Kaymer has been eligible to become a U.S. tour member since he won the PGA Championship at Whistling Straits in 2010.
According to the PGA Tour, five international players will be members next year. In addition to Kaymer, the others are Peter Hanson, Nicolas Colsaerts, Ryo Ishikawa and David Lynn, the runner-up at this year’s PGA Championship.
Kaymer, who holed the clinching putt for Europe in the Ryder Cup, will be considered a PGA Tour rookie, even though his 10 career wins include a major and World Golf Championship.
His decision means 28 of the top 30 players in the world ranking will be PGA Tour members.
LONG AND SHORT OF IT: If not for Paul Azinger picking up a long putter that belonged to a short man, there might not be such a fuss over belly putters.
The USGA and R&A are close to announcing their position on long putters that are anchored to the body. That they have pledged to make an announcement by the end of the year has most believing a ban is imminent.
If that’s the case, the guy who started it all thinks that would be a shame.
“Everybody is looking to improve their game,” Azinger said in an interview last week. “That technique is good for some, and it didn’t work for others.”
What befuddles him is the advancements in equipment over the last 20 years, particularly with golf clubs. He referred specifically to the Great Big Bertha driver, which at the time looked enormous and had a big sweet spot. Azinger was only partially joking when he said that club now looks like a 4-wood.
“It’s OK for manufacturers to figure out game improvement,” Azinger said. “But if a player figures it out, we’re going to ban it?”
MORE MONEY: Even after wrapping up the European Tour money title, top-ranked Rory McIlroy still has plenty to play for when he tees off this week at the European Tour’s season-ending Dubai World Championship.
A victory at the $8 million tournament, which begins Thursday, will allow McIlroy to overtake Tiger Woods as the all-time leading money earner in a single season.
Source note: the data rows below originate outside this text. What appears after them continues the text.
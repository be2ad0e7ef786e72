use crate::idx::header::{FEATURE_MAGIC, LABEL_MAGIC};

/// Builds the bytes of an IDX3 feature file holding `samples`, each
/// `rows * cols` bytes long. Used by tests to fabricate files.
pub fn build_idx3_bytes(samples: &[&[u8]], rows: u32, cols: u32) -> Vec<u8> {
    let mut buf = Vec::with_capacity(16 + samples.iter().map(|s| s.len()).sum::<usize>());
    buf.extend_from_slice(&FEATURE_MAGIC.to_be_bytes());
    buf.extend_from_slice(&(samples.len() as u32).to_be_bytes());
    buf.extend_from_slice(&rows.to_be_bytes());
    buf.extend_from_slice(&cols.to_be_bytes());
    for sample in samples {
        buf.extend_from_slice(sample);
    }
    buf
}

/// Builds the bytes of an IDX1 label file.
pub fn build_idx1_bytes(labels: &[u8]) -> Vec<u8> {
    let mut buf = Vec::with_capacity(8 + labels.len());
    buf.extend_from_slice(&LABEL_MAGIC.to_be_bytes());
    buf.extend_from_slice(&(labels.len() as u32).to_be_bytes());
    buf.extend_from_slice(labels);
    buf
}
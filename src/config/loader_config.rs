use std::fs::File;
use std::io::{BufReader, BufWriter};
use std::path::Path;

use serde::{Deserialize, Serialize};

use crate::error::{DataError, Result};

/// Settings for a `DataHandler` load-and-split run.
///
/// # Fields
/// - `train_percent` — fraction of records placed in the training subset
/// - `test_percent`  — fraction placed in the test subset; validation
///                     receives the remainder
/// - `seed`          — fixed shuffle seed; `None` shuffles from fresh entropy
///                     on every split
/// - `strict`        — reject files whose magic number is wrong instead of
///                     logging a warning
#[derive(Debug, Clone, PartialEq, Serialize, Deserialize)]
#[serde(default)]
pub struct LoaderConfig {
    pub train_percent: f64,
    pub test_percent: f64,
    pub seed: Option<u64>,
    pub strict: bool,
}

impl Default for LoaderConfig {
    fn default() -> Self {
        LoaderConfig {
            train_percent: 0.75,
            test_percent: 0.20,
            seed: None,
            strict: false,
        }
    }
}

impl LoaderConfig {
    /// Fraction left for the validation subset.
    pub fn validation_percent(&self) -> f64 {
        (1.0 - self.train_percent - self.test_percent).max(0.0)
    }

    /// Checks that both percentages lie in `[0, 1]` and sum to at most 1.
    pub fn validate(&self) -> Result<()> {
        let in_range = |p: f64| (0.0..=1.0).contains(&p);
        if !in_range(self.train_percent)
            || !in_range(self.test_percent)
            || self.train_percent + self.test_percent > 1.0 + 1e-9
        {
            return Err(DataError::InvalidSplit {
                train: self.train_percent,
                test: self.test_percent,
            });
        }
        Ok(())
    }

    /// Serializes the config to a pretty-printed JSON file.
    pub fn save_json(&self, path: &Path) -> Result<()> {
        let file = File::create(path).map_err(|e| DataError::from_io(path, e))?;
        serde_json::to_writer_pretty(BufWriter::new(file), self)
            .map_err(|source| DataError::Config { path: path.to_path_buf(), source })
    }

    /// Deserializes a config from a JSON file; missing fields take their defaults.
    pub fn load_json(path: &Path) -> Result<LoaderConfig> {
        let file = File::open(path).map_err(|e| DataError::from_io(path, e))?;
        serde_json::from_reader(BufReader::new(file))
            .map_err(|source| DataError::Config { path: path.to_path_buf(), source })
    }
}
Woods amassed a combined PGA and European Tour earning of $11,557,729 in 2007. A victory for McIlroy would put him $395,857 ahead of Woods.
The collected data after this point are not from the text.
pub mod header;
pub mod reader;
pub mod fixture;

pub use header::{decode_be_u32, FeatureHeader, IdxMagic, LabelHeader};
pub use reader::{read_feature_file, read_label_file};
pub use fixture::{build_idx1_bytes, build_idx3_bytes};
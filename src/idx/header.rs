use std::fmt;

/// Magic word of an IDX3 unsigned-byte file (images / features).
pub const FEATURE_MAGIC: u32 = 0x0000_0803;
/// Magic word of an IDX1 unsigned-byte file (labels).
pub const LABEL_MAGIC: u32 = 0x0000_0801;

/// Decodes one big-endian header word into a native `u32`.
pub fn decode_be_u32(bytes: [u8; 4]) -> u32 {
    u32::from_be_bytes(bytes)
}

/// Formats a raw header word as space-separated hex bytes, e.g. `00 00 08 03`.
pub fn hex_bytes(bytes: &[u8]) -> String {
    bytes
        .iter()
        .map(|b| format!("{:02X}", b))
        .collect::<Vec<_>>()
        .join(" ")
}

/// The magic word of an IDX file split into its parts.
///
/// ```text
/// byte 0-1: 0x00 0x00   (reserved)
/// byte 2:   data type   (0x08 = unsigned byte)
/// byte 3:   number of dimensions
/// ```
#[derive(Debug, Clone, Copy, PartialEq, Eq)]
pub struct IdxMagic(pub u32);

impl IdxMagic {
    /// Data type code from byte 2.
    pub fn dtype(self) -> u8 {
        self.0.to_be_bytes()[2]
    }

    /// Number of dimensions from byte 3.
    pub fn dimensions(self) -> u8 {
        self.0.to_be_bytes()[3]
    }

    /// True if the two reserved leading bytes are zero.
    pub fn reserved_ok(self) -> bool {
        self.0 >> 16 == 0
    }
}

impl fmt::Display for IdxMagic {
    fn fmt(&self, f: &mut fmt::Formatter<'_>) -> fmt::Result {
        write!(
            f,
            "{:#010x} (dtype {:#04x}, {} dims)",
            self.0,
            self.dtype(),
            self.dimensions()
        )
    }
}

/// Parsed header of a feature (IDX3) file.
#[derive(Debug, Clone, Copy, PartialEq, Eq)]
pub struct FeatureHeader {
    pub magic: IdxMagic,
    pub samples: usize,
    pub rows: usize,
    pub cols: usize,
}

impl FeatureHeader {
    /// Number of bytes in one sample (`rows * cols`), or `None` on overflow.
    pub fn sample_size(&self) -> Option<usize> {
        self.rows.checked_mul(self.cols)
    }

    /// Bytes of sample data the header promises, or `None` on overflow.
    pub fn data_len(&self) -> Option<usize> {
        self.sample_size()?.checked_mul(self.samples)
    }
}

/// Parsed header of a label (IDX1) file.
#[derive(Debug, Clone, Copy, PartialEq, Eq)]
pub struct LabelHeader {
    pub magic: IdxMagic,
    pub labels: usize,
}
use std::path::Path;

use log::info;

use crate::config::loader_config::LoaderConfig;
use crate::data::class_map::ClassMap;
use crate::data::record::Record;
use crate::data::split::{shuffle, split_sizes, SplitRanges};
use crate::error::{DataError, Result};
use crate::idx::reader::{read_feature_file, read_label_file};

/// Owns a dataset read from IDX files and the train / test / validation
/// partition over it.
///
/// Subsets are index ranges into the single owned `Vec<Record>`; the
/// accessors hand out borrowed slices, so no record is ever copied and a
/// subset cannot outlive the handler.
///
/// Typical use:
/// ```no_run
/// use std::path::Path;
/// use ferrite_data::{DataHandler, LoaderConfig};
///
/// let mut handler = DataHandler::new(LoaderConfig::default());
/// handler.read_feature_vector(Path::new("train-images-idx3-ubyte"))?;
/// handler.read_feature_labels(Path::new("train-labels-idx1-ubyte"))?;
/// handler.count_classes();
/// handler.split_data()?;
/// println!("{} training records", handler.training_data().len());
/// # Ok::<(), ferrite_data::DataError>(())
/// ```
#[derive(Debug, Default)]
pub struct DataHandler {
    config: LoaderConfig,
    records: Vec<Record>,
    class_map: ClassMap,
    feature_len: usize,
    split: SplitRanges,
}

impl DataHandler {
    pub fn new(config: LoaderConfig) -> DataHandler {
        DataHandler { config, ..Default::default() }
    }

    pub fn config(&self) -> &LoaderConfig {
        &self.config
    }

    /// Overrides the shuffle seed used by the next `split_data`.
    pub fn set_seed(&mut self, seed: Option<u64>) {
        self.config.seed = seed;
    }

    /// Reads features then labels, and enumerates classes.
    pub fn load(&mut self, features: &Path, labels: &Path) -> Result<()> {
        self.read_feature_vector(features)?;
        self.read_feature_labels(labels)?;
        self.count_classes();
        Ok(())
    }

    /// Reads every sample of the feature file at `path` and appends one
    /// `Record` per sample to the collection.
    ///
    /// Nothing is appended if the read fails. Any previous split is discarded.
    pub fn read_feature_vector(&mut self, path: &Path) -> Result<()> {
        let (header, samples) = read_feature_file(path, self.config.strict)?;

        // The reader has already rejected headers whose size overflows.
        self.feature_len = header.sample_size().unwrap_or_default();
        self.records.extend(samples.into_iter().map(Record::new));
        self.split = SplitRanges::default();

        info!("stored features, collection size: {}", self.records.len());
        Ok(())
    }

    /// Reads the label file at `path` and sets label `i` on record `i`.
    ///
    /// The label count must equal the record count; otherwise no record is
    /// touched and the call fails.
    pub fn read_feature_labels(&mut self, path: &Path) -> Result<()> {
        let (_, labels) = read_label_file(path, self.config.strict)?;

        if labels.len() > self.records.len() {
            return Err(DataError::LabelCountExceedsRecords {
                labels: labels.len(),
                records: self.records.len(),
            });
        }
        if labels.len() < self.records.len() {
            return Err(DataError::CountMismatch {
                records: self.records.len(),
                labels: labels.len(),
            });
        }

        for (record, label) in self.records.iter_mut().zip(labels) {
            record.set_label(label);
        }

        info!("stored labels, collection size: {}", self.records.len());
        Ok(())
    }

    /// Assigns every record a dense class index, in first-seen order of raw
    /// labels over the current collection order. Returns the class count.
    pub fn count_classes(&mut self) -> usize {
        for record in &mut self.records {
            let class = self.class_map.insert_or_get(record.label());
            record.set_enumerated_label(class);
        }
        info!("extracted {} unique classes", self.class_map.len());
        self.class_map.len()
    }

    /// Shuffles the collection and partitions it into training, test and
    /// validation ranges by the configured percentages.
    pub fn split_data(&mut self) -> Result<()> {
        self.config.validate()?;

        let (train, test, validation) = split_sizes(
            self.records.len(),
            self.config.train_percent,
            self.config.test_percent,
        );

        shuffle(&mut self.records, self.config.seed);
        self.split = SplitRanges::from_sizes(train, test, validation);

        info!("training data size: {}", train);
        info!("test data size: {}", test);
        info!("validation data size: {}", validation);
        Ok(())
    }

    pub fn training_data(&self) -> &[Record] {
        &self.records[self.split.train.clone()]
    }

    pub fn test_data(&self) -> &[Record] {
        &self.records[self.split.test.clone()]
    }

    pub fn validation_data(&self) -> &[Record] {
        &self.records[self.split.validation.clone()]
    }

    pub fn records(&self) -> &[Record] {
        &self.records
    }

    pub fn len(&self) -> usize {
        self.records.len()
    }

    pub fn is_empty(&self) -> bool {
        self.records.is_empty()
    }

    pub fn num_classes(&self) -> usize {
        self.class_map.len()
    }

    pub fn class_map(&self) -> &ClassMap {
        &self.class_map
    }

    /// `rows * cols` of the most recently read feature file.
    pub fn feature_len(&self) -> usize {
        self.feature_len
    }
}

#[cfg(test)]
impl DataHandler {
    pub(crate) fn from_records(config: LoaderConfig, records: Vec<Record>) -> DataHandler {
        DataHandler { config, records, ..Default::default() }
    }
}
McIlroy clinched the Order of Merit money title after finishing third at the Singapore Open, becoming the second golfer after Luke Donald to win the U.S. and European money titles in the same season.
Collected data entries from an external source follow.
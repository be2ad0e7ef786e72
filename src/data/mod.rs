pub mod record;
pub mod class_map;
pub mod split;
pub mod handler;

pub use record::Record;
pub use class_map::ClassMap;
pub use split::{split_sizes, SplitRanges};
pub use handler::DataHandler;
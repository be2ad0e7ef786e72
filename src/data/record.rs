/// One dataset sample: its raw feature bytes, the raw label read from the
/// label file, and the dense class index assigned by `DataHandler::count_classes`.
#[derive(Debug, Clone, Default, PartialEq, Eq)]
pub struct Record {
    features: Vec<u8>,
    label: u8,
    enumerated_label: Option<usize>,
}

impl Record {
    pub fn new(features: Vec<u8>) -> Record {
        Record { features, label: 0, enumerated_label: None }
    }

    pub fn features(&self) -> &[u8] {
        &self.features
    }

    /// Raw label byte; 0 until a label file has been attached.
    pub fn label(&self) -> u8 {
        self.label
    }

    pub fn set_label(&mut self, label: u8) {
        self.label = label;
    }

    /// Class index in `[0, num_classes)`, or `None` before enumeration.
    pub fn enumerated_label(&self) -> Option<usize> {
        self.enumerated_label
    }

    pub fn set_enumerated_label(&mut self, class: usize) {
        self.enumerated_label = Some(class);
    }
}
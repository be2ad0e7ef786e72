pub mod loader_config;

pub use loader_config::LoaderConfig;
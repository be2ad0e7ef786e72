use std::ops::Range;

use rand::rngs::StdRng;
use rand::seq::SliceRandom;
use rand::SeedableRng;

/// Returns `(train, test, validation)` sizes for `total` records.
///
/// Train and test sizes are truncated; validation takes whatever is left, so
/// the three always sum to `total`.
pub fn split_sizes(total: usize, train_percent: f64, test_percent: f64) -> (usize, usize, usize) {
    let train = ((total as f64 * train_percent) as usize).min(total);
    let test = ((total as f64 * test_percent) as usize).min(total - train);
    (train, test, total - train - test)
}

/// Shuffles `items` in place. `Some(seed)` gives a reproducible permutation,
/// `None` draws fresh entropy.
pub fn shuffle<T>(items: &mut [T], seed: Option<u64>) {
    match seed {
        Some(seed) => {
            let mut rng = StdRng::seed_from_u64(seed);
            items.shuffle(&mut rng);
        }
        None => {
            let mut rng = StdRng::from_entropy();
            items.shuffle(&mut rng);
        }
    }
}

/// Contiguous index ranges of the three subsets over the shuffled collection.
#[derive(Debug, Clone, Default, PartialEq, Eq)]
pub struct SplitRanges {
    pub train: Range<usize>,
    pub test: Range<usize>,
    pub validation: Range<usize>,
}

impl SplitRanges {
    pub fn from_sizes(train: usize, test: usize, validation: usize) -> SplitRanges {
        let test_end = train + test;
        SplitRanges {
            train: 0..train,
            test: train..test_end,
            validation: test_end..test_end + validation,
        }
    }

    /// Total number of records covered.
    pub fn len(&self) -> usize {
        self.validation.end
    }

    pub fn is_empty(&self) -> bool {
        self.len() == 0
    }
}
WHAT A CONTRAST: Inbee Park won the LPGA Tour money list and was the only player to crack $2 million. The LPGA had 11 players earn at least $1 million, up from eight players a year ago. But it’s a different story toward the bottom.
The top 90 keep their cards, and the final spot went to Jee Young Lee, who earned $68,650. Compare that with Kevin Chappell, who got the last spot on the PGA Tour at No. 125 on the money list with $647,510. Tougher still is that the LPGA has a number of limited-field events, particularly late in the year, that only take the top players.